The Juvenile Justice Act, 2015 defines ‘child’ under Section 2(12) as a person who is below the age of 18 years. The Act categorises children into two main groups: “child in conflict with law,” defined under Section 2(13) of the Act, which refers to a child who has committed an offence or is below the age of 18 years, and “child in need of care and protection” outlined under Section 2(14)”, which refers to a child:

  • Who is found without any home or is found without any means of livelihood.
  • Who is found begging, living on a street, or working in contravention to the labour laws
  • Who is living with a person or a guardian who has caused him injury or has exploited, abused, or neglected him. The said person has threatened to kill, injure, or exploit him.
  • Who is mentally incapable or mentally unsound and has no one to support him or look after him.
  • Whose parents have abandoned him and are not willing to take care of him.
  • Who has run away from his home.
  • Who seems to be vulnerable and is likely to get involved in drug abuse or trafficking.
  • Who is a victim of an armed conflict, natural calamities, or of any civil unrest.

The Act also classifies offences under the categories of petty offences, serious offences, and heinous offences.

Section 75 of Juvenile Justice Act, 2015 

Section 75 of the Juvenile Justice Act, 2015, deals with the punishment for cruelty to a child. It states that if a person who has actual control or charge of a child assaults, abandons, neglects him wilfully, abuses him, or exposes him, causing mental or physical illness to that child, the person shall be punishable with imprisonment for a term which may extend to three years and also with a fine of one lakh rupees or with both. The first proviso to this section states that if a child is abandoned by the biological parents in some unforeseen circumstances or due to reasons that are out of their control, then it shall be presumed that such abandonment is not wilful, and the provisions of this Act shall not apply in such cases.
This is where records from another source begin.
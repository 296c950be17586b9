// SPDX-License-Identifier: BSD-3-Clause
// Copyright (c) Qualcomm Technologies, Inc. and/or its subsidiaries.

//! Android sparse image recognition. This crate doesn't dechunk sparse
//! images -- it only probes whether one is sparse and how big it would
//! be unsparsed, so upstream tooling can decide whether to inflate
//! before flashing.

const SPARSE_MAGIC: u32 = 0xED26FF3A;

pub struct SparseHeader {
    pub magic: u32,
    pub major_version: u16,
    pub minor_version: u16,
    pub file_hdr_sz: u16,
    pub chunk_hdr_sz: u16,
    pub block_size: u32,
    pub total_blocks: u32,
    pub total_chunks: u32,
    pub image_checksum: u32,
}

fn parse_header(bytes: &[u8]) -> Option<SparseHeader> {
    if bytes.len() < 28 {
        return None;
    }
    Some(SparseHeader {
        magic: u32::from_le_bytes(bytes[0..4].try_into().unwrap()),
        major_version: u16::from_le_bytes(bytes[4..6].try_into().unwrap()),
        minor_version: u16::from_le_bytes(bytes[6..8].try_into().unwrap()),
        file_hdr_sz: u16::from_le_bytes(bytes[8..10].try_into().unwrap()),
        chunk_hdr_sz: u16::from_le_bytes(bytes[10..12].try_into().unwrap()),
        block_size: u32::from_le_bytes(bytes[12..16].try_into().unwrap()),
        total_blocks: u32::from_le_bytes(bytes[16..20].try_into().unwrap()),
        total_chunks: u32::from_le_bytes(bytes[20..24].try_into().unwrap()),
        image_checksum: u32::from_le_bytes(bytes[24..28].try_into().unwrap()),
    })
}

/// Whether `bytes` begins with the Android sparse image magic.
pub fn is_sparse(bytes: &[u8]) -> bool {
    bytes.len() >= 4 && u32::from_le_bytes(bytes[0..4].try_into().unwrap()) == SPARSE_MAGIC
}

/// The size the image would be once fully unsparsed, or 0 if `bytes`
/// isn't a sparse image.
pub fn unsparsed_size(bytes: &[u8]) -> u64 {
    match parse_header(bytes) {
        Some(h) if h.magic == SPARSE_MAGIC => h.block_size as u64 * h.total_blocks as u64,
        _ => 0,
    }
}

#[cfg(test)]
mod tests {
    use super::*;

    fn fixture(block_size: u32, total_blocks: u32) -> Vec<u8> {
        let mut b = vec![0u8; 28];
        b[0..4].copy_from_slice(&SPARSE_MAGIC.to_le_bytes());
        b[4..6].copy_from_slice(&1u16.to_le_bytes());
        b[8..10].copy_from_slice(&28u16.to_le_bytes());
        b[10..12].copy_from_slice(&12u16.to_le_bytes());
        b[12..16].copy_from_slice(&block_size.to_le_bytes());
        b[16..20].copy_from_slice(&total_blocks.to_le_bytes());
        b
    }

    #[test]
    fn detects_sparse_magic() {
        let img = fixture(4096, 10);
        assert!(is_sparse(&img));
        assert!(!is_sparse(b"ANDROID!"));
    }

    #[test]
    fn computes_unsparsed_size() {
        let img = fixture(4096, 10);
        assert_eq!(unsparsed_size(&img), 40960);
        assert_eq!(unsparsed_size(b"not sparse at all......"), 0);
    }
}
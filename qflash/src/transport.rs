// SPDX-License-Identifier: BSD-3-Clause
// Copyright (c) Qualcomm Technologies, Inc. and/or its subsidiaries.

//! The abstract byte pipe every protocol driver talks over.
//!
//! Real devices show up as a bulk USB endpoint pair; tests use an
//! in-memory queue. Both sides of a session only ever see this trait.

use std::sync::Arc;
use std::sync::atomic::{AtomicBool, Ordering};

use crate::error::{QflashError, Result};

/// Chunk size above which `send`/`receive` split a transfer internally.
pub const MAX_CHUNK: usize = 16 * 1024;

/// Cooperative cancellation handle for one device session. Cloning
/// shares the same underlying flag -- a caller holding one can call
/// [`CancelToken::cancel`] while another thread or callback is deep in
/// a chunked transfer; the next chunk boundary inside `send_all`/
/// `receive_exact` observes it and aborts with `QflashError::Cancelled`.
///
/// There's no partial-commit story here: per the session's concurrency
/// model, a cancelled flash just stops where it is.
#[derive(Clone, Default)]
pub struct CancelToken(Arc<AtomicBool>);

impl CancelToken {
    pub fn new() -> Self {
        Self::default()
    }

    /// Mark the session cancelled. Idempotent.
    pub fn cancel(&self) {
        self.0.store(true, Ordering::SeqCst);
    }

    pub fn is_cancelled(&self) -> bool {
        self.0.load(Ordering::SeqCst)
    }
}

pub trait Transport {
    /// Write `buf` to the device, honoring `timeout_ms`. Returns the number
    /// of bytes actually transferred; a short write is not retried here.
    fn send(&mut self, buf: &[u8], timeout_ms: u64) -> Result<usize>;

    /// Read up to `buf.len()` bytes from the device. Returns 0 on timeout
    /// (not an error at this layer -- callers decide what a timeout means).
    fn receive(&mut self, buf: &mut [u8], timeout_ms: u64) -> Result<usize>;

    /// Release any device-held resources (e.g. a claimed USB interface).
    fn close(&mut self) -> Result<()>;

    /// This session's cancellation handle. Cloning it out and calling
    /// `cancel()` on the clone is how a caller aborts an in-flight
    /// chunked transfer from outside the call that's blocked in it.
    fn cancel_token(&self) -> CancelToken;
}

/// Send the whole buffer, chunked at [`MAX_CHUNK`], surfacing a short
/// final transfer as-is (no retry). Aborts with `Cancelled` if `t`'s
/// cancel token is set at a chunk boundary.
pub fn send_all<T: Transport + ?Sized>(t: &mut T, buf: &[u8], timeout_ms: u64) -> Result<usize> {
    let cancel = t.cancel_token();
    let mut sent = 0;
    for chunk in buf.chunks(MAX_CHUNK) {
        if cancel.is_cancelled() {
            return Err(QflashError::Cancelled);
        }
        let n = t.send(chunk, timeout_ms)?;
        sent += n;
        if n < chunk.len() {
            break;
        }
    }
    Ok(sent)
}

/// Read exactly `buf.len()` bytes, chunked at [`MAX_CHUNK`]. Returns
/// `Transport` error if the device stops producing data before the
/// buffer is filled, or `Cancelled` if `t`'s cancel token is set at a
/// chunk boundary.
pub fn receive_exact<T: Transport + ?Sized>(
    t: &mut T,
    buf: &mut [u8],
    timeout_ms: u64,
) -> Result<()> {
    let cancel = t.cancel_token();
    let mut filled = 0;
    while filled < buf.len() {
        if cancel.is_cancelled() {
            return Err(QflashError::Cancelled);
        }
        let end = std::cmp::min(filled + MAX_CHUNK, buf.len());
        let n = t.receive(&mut buf[filled..end], timeout_ms)?;
        if n == 0 {
            return Err(QflashError::Transport(format!(
                "short read: wanted {} more bytes, device stopped",
                buf.len() - filled
            )));
        }
        filled += n;
    }
    Ok(())
}

/// Like [`send_all`], but advances `bar` by every chunk sent. Used for
/// partition-sized payloads (`edl::write_partition`, `brom::da_write`)
/// where a human is watching; framing-sized sends (a few bytes of
/// Sahara/BROM header) go through the plain `send_all` instead.
pub fn send_all_with_progress<T: Transport + ?Sized>(
    t: &mut T,
    buf: &[u8],
    timeout_ms: u64,
    bar: &mut pbr::ProgressBar<std::io::Stdout>,
) -> Result<usize> {
    let cancel = t.cancel_token();
    let mut sent = 0;
    for chunk in buf.chunks(MAX_CHUNK) {
        if cancel.is_cancelled() {
            return Err(QflashError::Cancelled);
        }
        let n = t.send(chunk, timeout_ms)?;
        sent += n;
        bar.add(n as u64);
        if n < chunk.len() {
            break;
        }
    }
    Ok(sent)
}

/// Like [`receive_exact`], but advances `bar` by every chunk received.
pub fn receive_exact_with_progress<T: Transport + ?Sized>(
    t: &mut T,
    buf: &mut [u8],
    timeout_ms: u64,
    bar: &mut pbr::ProgressBar<std::io::Stdout>,
) -> Result<()> {
    let cancel = t.cancel_token();
    let mut filled = 0;
    while filled < buf.len() {
        if cancel.is_cancelled() {
            return Err(QflashError::Cancelled);
        }
        let end = std::cmp::min(filled + MAX_CHUNK, buf.len());
        let n = t.receive(&mut buf[filled..end], timeout_ms)?;
        if n == 0 {
            return Err(QflashError::Transport(format!(
                "short read: wanted {} more bytes, device stopped",
                buf.len() - filled
            )));
        }
        filled += n;
        bar.add(n as u64);
    }
    Ok(())
}

/// An in-memory transport for unit tests: a scripted sequence of inbound
/// frames and a recording of everything sent to it.
#[derive(Default)]
pub struct MockTransport {
    pub inbound: std::collections::VecDeque<Vec<u8>>,
    pub outbound: Vec<Vec<u8>>,
    pub closed: bool,
    cancel: CancelToken,
}

impl MockTransport {
    pub fn new() -> Self {
        Self::default()
    }

    /// Queue a frame to be handed back on the next `receive` call(s).
    pub fn push_inbound(&mut self, frame: impl Into<Vec<u8>>) {
        self.inbound.push_back(frame.into());
    }
}

impl Transport for MockTransport {
    fn send(&mut self, buf: &[u8], _timeout_ms: u64) -> Result<usize> {
        self.outbound.push(buf.to_vec());
        Ok(buf.len())
    }

    fn receive(&mut self, buf: &mut [u8], _timeout_ms: u64) -> Result<usize> {
        let Some(front) = self.inbound.front_mut() else {
            return Ok(0);
        };
        let n = std::cmp::min(buf.len(), front.len());
        buf[..n].copy_from_slice(&front[..n]);
        front.drain(..n);
        if front.is_empty() {
            self.inbound.pop_front();
        }
        Ok(n)
    }

    fn close(&mut self) -> Result<()> {
        self.closed = true;
        Ok(())
    }

    fn cancel_token(&self) -> CancelToken {
        self.cancel.clone()
    }
}

#[cfg(test)]
mod tests {
    use super::*;

    #[test]
    fn send_all_aborts_at_the_next_chunk_boundary_once_cancelled() {
        let mut mock = MockTransport::new();
        let token = mock.cancel_token();
        token.cancel();

        let buf = vec![0u8; MAX_CHUNK * 3];
        let result = send_all(&mut mock, &buf, 1000);
        assert!(matches!(result, Err(QflashError::Cancelled)));
        assert!(mock.outbound.is_empty());
    }

    #[test]
    fn receive_exact_aborts_once_cancelled() {
        let mut mock = MockTransport::new();
        mock.push_inbound(vec![0u8; 8]);
        let token = mock.cancel_token();
        token.cancel();

        let mut buf = vec![0u8; 8];
        let result = receive_exact(&mut mock, &mut buf, 1000);
        assert!(matches!(result, Err(QflashError::Cancelled)));
    }

    #[test]
    fn uncancelled_transfers_proceed_normally() {
        let mut mock = MockTransport::new();
        mock.push_inbound(vec![1, 2, 3, 4]);
        let mut buf = vec![0u8; 4];
        receive_exact(&mut mock, &mut buf, 1000).unwrap();
        assert_eq!(buf, vec![1, 2, 3, 4]);
    }
}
The second proviso to this section provides for the offence of assaulting, abandoning, neglecting, or abusing the child by a person employed by an organisation entrusted with the protection and care of the child. As per this section, he shall be punished with a rigorous imprisonment that may extend up to five years and a fine that may extend up to five lakh rupees.
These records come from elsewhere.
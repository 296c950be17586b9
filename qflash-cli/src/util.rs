// SPDX-License-Identifier: BSD-3-Clause
// Copyright (c) Qualcomm Technologies, Inc. and/or its subsidiaries.

use owo_colors::OwoColorize;
use qflash::PartitionInfo;

pub fn print_partition_table(partitions: &[PartitionInfo]) {
    for p in partitions {
        println!(
            " - {} ({} KB)",
            p.name.bright_blue(),
            p.size_in_bytes / 1024
        );
    }
}

pub fn find_part<'a>(partitions: &'a [PartitionInfo], name: &str) -> Option<&'a PartitionInfo> {
    partitions.iter().find(|p| p.name == name)
}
The third proviso to this section lays down that if, due to such cruelty committed against the child, he has become physically disabled, mentally incapable, or rendered mentally ill to perform regular tasks, or has a risk to life, such person shall be punishable with rigorous imprisonment for not less than three years, which may also extend to ten years, and he shall also be liable to a fine of five lakh rupees. 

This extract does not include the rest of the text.